The scepticism that I advocate amounts only to this: (1) that when the experts are agreed, the opposite opinion cannot be held to be certain; (2) that when they are not agreed, no opinion can be regarded as certain by a non-expert; and (3) that when they all hold that no sufficient grounds for a positive opinion exist, the ordinary man would do well to suspend his judgment.


If Russel's scepticism can be said to represent a kind of regular old scepticism, then I would say that your scepticism is radical. Would you agree that philosphers have systematically made inquiries into the nature of the good? May we regard their opinions as expert opinions on the good? If we can agree on that much, then perhaps we might also agree that the experts are not agreed, in which case the regular old sceptic would be wise to regard opinions on the nature of the good as uncertain.

Of course, if it can be ascertained that "no evidence exists for the absolute good," then I would say that your scepticism would be a case of regular old scepticism. But I see two sets of problems wrapped in that: What evidence exists for the good? What evidence exists for the absolute nature of the good? I'm not sure that the same sort of evidence or investigative procedure can be applied to the two problems. I should think it rather depends upon what we are able to learn about the good, what it's nature is. But I may be quite mistaken.

b. I claimed that the good can be arrived at through inductive reasoning. It's absoluteness or lack thereof may be another matter. I shall attempt to illustrate. I have in my mind a vague sense that some things are good, but I'm not sure how to define it. It may be that what I think of good actually represents several different things, or a panoply of disparate phenomena. With those doubts in mind, I make some (imaginary) observations.


  1. An old woman is attempting to coax her cat down from a large oak tree. A boy walks by, notices the predicament, and volunteers to climb the tree and retrieve the cat. He does so.

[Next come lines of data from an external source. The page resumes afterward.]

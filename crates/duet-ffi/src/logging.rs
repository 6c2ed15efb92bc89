//! Structured logging setup for hosts that load the C library.

use std::env;
use std::ffi::c_char;
use std::fmt;
use std::fs::{File, OpenOptions};
use std::io;
use tracing_subscriber::filter::LevelFilter;
use tracing_subscriber::{EnvFilter, layer::SubscriberExt, util::SubscriberInitExt};

use crate::read_name;

/// Output format for log events.
#[derive(Debug, Clone, Copy, PartialEq, Eq)]
pub enum LogFormat {
    Pretty,
    Json,
}

impl LogFormat {
    /// Parse a format name, ignoring case.
    pub fn from_name(name: &str) -> Result<Self, LoggingError> {
        if name.eq_ignore_ascii_case("pretty") {
            Ok(LogFormat::Pretty)
        } else if name.eq_ignore_ascii_case("json") {
            Ok(LogFormat::Json)
        } else {
            Err(LoggingError::InvalidFormat(name.to_string()))
        }
    }
}

/// Errors raised while installing the log subscriber.
#[derive(Debug, Clone, PartialEq, Eq)]
pub enum LoggingError {
    InvalidFilter(String),
    InvalidFormat(String),
    LogFile(String),
    Init(String),
}

impl LoggingError {
    pub fn code(&self) -> &'static str {
        match self {
            LoggingError::InvalidFilter(_) => "LOGGING_INVALID_FILTER",
            LoggingError::InvalidFormat(_) => "LOGGING_INVALID_FORMAT",
            LoggingError::LogFile(_) => "LOGGING_FILE_OPEN_FAILED",
            LoggingError::Init(_) => "LOGGING_INIT_FAILED",
        }
    }
}

impl fmt::Display for LoggingError {
    fn fmt(&self, f: &mut fmt::Formatter<'_>) -> fmt::Result {
        match self {
            LoggingError::InvalidFilter(msg) => {
                write!(f, "[{}] Invalid log filter: {}", self.code(), msg)
            }
            LoggingError::InvalidFormat(name) => write!(
                f,
                "[{}] Invalid DUET_LOG_FORMAT '{}' (expected 'json' or 'pretty')",
                self.code(),
                name
            ),
            LoggingError::LogFile(msg) => {
                write!(f, "[{}] Failed to open log file: {}", self.code(), msg)
            }
            LoggingError::Init(msg) => {
                write!(f, "[{}] Failed to initialize logging: {}", self.code(), msg)
            }
        }
    }
}

impl std::error::Error for LoggingError {}

/// Build the event filter for a level or directive string. `off` disables output.
pub fn build_filter(level: &str) -> Result<EnvFilter, LoggingError> {
    if level.eq_ignore_ascii_case("off") {
        Ok(EnvFilter::default().add_directive(LevelFilter::OFF.into()))
    } else {
        EnvFilter::try_new(level).map_err(|err| LoggingError::InvalidFilter(err.to_string()))
    }
}

fn open_log_file(path: &str) -> Result<File, LoggingError> {
    OpenOptions::new()
        .create(true)
        .append(true)
        .open(path)
        .map_err(|err| LoggingError::LogFile(err.to_string()))
}

fn map_init_err<E: fmt::Display>(err: E) -> LoggingError {
    LoggingError::Init(err.to_string())
}

/// Install a global subscriber.
///
/// When `level` is `None`, `DUET_TRACE` is read, defaulting to `off`.
/// `DUET_LOG_FORMAT` selects `pretty` (default) or `json` output on stderr,
/// and `DUET_LOG_FILE` additionally appends events to a file.
///
/// Returns `Ok(false)` if a subscriber is already installed.
pub fn init_logging(level: Option<&str>) -> Result<bool, LoggingError> {
    if tracing::dispatcher::has_been_set() {
        return Ok(false);
    }

    let level_value = level
        .map(str::to_string)
        .or_else(|| env::var("DUET_TRACE").ok())
        .unwrap_or_else(|| "off".to_string());
    let filter = build_filter(&level_value)?;
    let format = LogFormat::from_name(
        &env::var("DUET_LOG_FORMAT").unwrap_or_else(|_| "pretty".to_string()),
    )?;
    let log_file = env::var("DUET_LOG_FILE").ok();

    match format {
        LogFormat::Json => {
            let stderr_layer = tracing_subscriber::fmt::layer()
                .with_writer(io::stderr)
                .json();
            let base = tracing_subscriber::registry()
                .with(filter)
                .with(stderr_layer);
            if let Some(path) = log_file {
                let file_layer = tracing_subscriber::fmt::layer()
                    .with_writer(open_log_file(&path)?)
                    .with_ansi(false)
                    .json();
                base.with(file_layer).try_init().map_err(map_init_err)?;
            } else {
                base.try_init().map_err(map_init_err)?;
            }
        }
        LogFormat::Pretty => {
            let stderr_layer = tracing_subscriber::fmt::layer()
                .with_writer(io::stderr)
                .pretty();
            let base = tracing_subscriber::registry()
                .with(filter)
                .with(stderr_layer);
            if let Some(path) = log_file {
                let file_layer = tracing_subscriber::fmt::layer()
                    .with_writer(open_log_file(&path)?)
                    .with_ansi(false)
                    .pretty();
                base.with(file_layer).try_init().map_err(map_init_err)?;
            } else {
                base.try_init().map_err(map_init_err)?;
            }
        }
    }

    Ok(true)
}

/// Enables structured logging at `level`, or from `DUET_TRACE` when null.
///
/// Returns `false` if logging was already initialized.
///
/// # Panics
///
/// Panics on an invalid filter, format or log file.
///
/// # Safety
///
/// `level` must be null or a NUL-terminated string.
#[unsafe(no_mangle)]
pub unsafe extern "C" fn duet_enable_logging(level: *const c_char) -> bool {
    let level = unsafe { read_name(level) };
    match init_logging(level.as_deref()) {
        Ok(installed) => installed,
        Err(err) => panic!("called `duet_enable_logging` with invalid configuration: {}", err),
    }
}
//! Shared solver abstractions for duet models.
//!
//! Both the discrete and the linear engines report through the types in
//! this crate so callers see one result contract.
//!
//! # Overview
//!
//! - [`Status`]: Normalized outcome of a solve attempt
//! - [`SolverConfig`]: Configuration options for solver behavior
//! - [`ModelError`]: Rejected model-building and query inputs
//! - [`Sense`]: Objective direction
//! - [`Solve`]: Trait for solvable models
//! - [`SolutionView`]: Trait for accessing solution data

mod config;
mod error;
mod sense;
mod status;
mod traits;

pub use config::SolverConfig;
pub use error::ModelError;
pub use sense::Sense;
pub use status::Status;
pub use traits::{SolutionView, Solve};
//! Linear and mixed-integer models over selectable backends.
//!
//! A [`LinearModel`] is built row by row: rows are created with their bounds
//! and receive coefficients afterwards, and every setter overwrites. Solving
//! stores an [`LpSolution`] snapshot on the model, which is discarded by the
//! next mutation.
//!
//! # Backends
//!
//! - [`LinearBackend::ContinuousA`] / [`LinearBackend::MixedIntegerA`]: `microlp`
//! - [`LinearBackend::ContinuousB`] / [`LinearBackend::MixedIntegerB`]: HiGHS,
//!   compiled in with the `highs` feature
//!
//! Continuous backends relax integer and boolean variables to their bounds.

mod backend;
pub mod model;
pub mod solution;
mod status;

pub use backend::LinearBackend;
pub use model::{LinearModel, VarKind};
pub use solution::LpSolution;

  2. A young woman is given $100 as a Christmas present. On her way to the shopping mall, she sees homeless families struggling to keep warm. She uses her Christmas money to buy a coat which she donates to a charity organization.

  3. A tobacco smoker is aware that his smoking poses a health risk to him and his family. His doctor tells him that his lungs are in bad shape. The smoker gives it some serious thought, and decides to quit.

  4. A general has threatened to use nuclear weapons against an enemy. A third party informs the general of the known effects of nuclear radiation. The general withdraws his threat.



Now it would be easier if in each instance the protagonist explicitly claimed to be doing good. It shouldn't be necessary though. If we can provisionally agree that all four acts are for the good, then we have a basis for analyzing what we mean.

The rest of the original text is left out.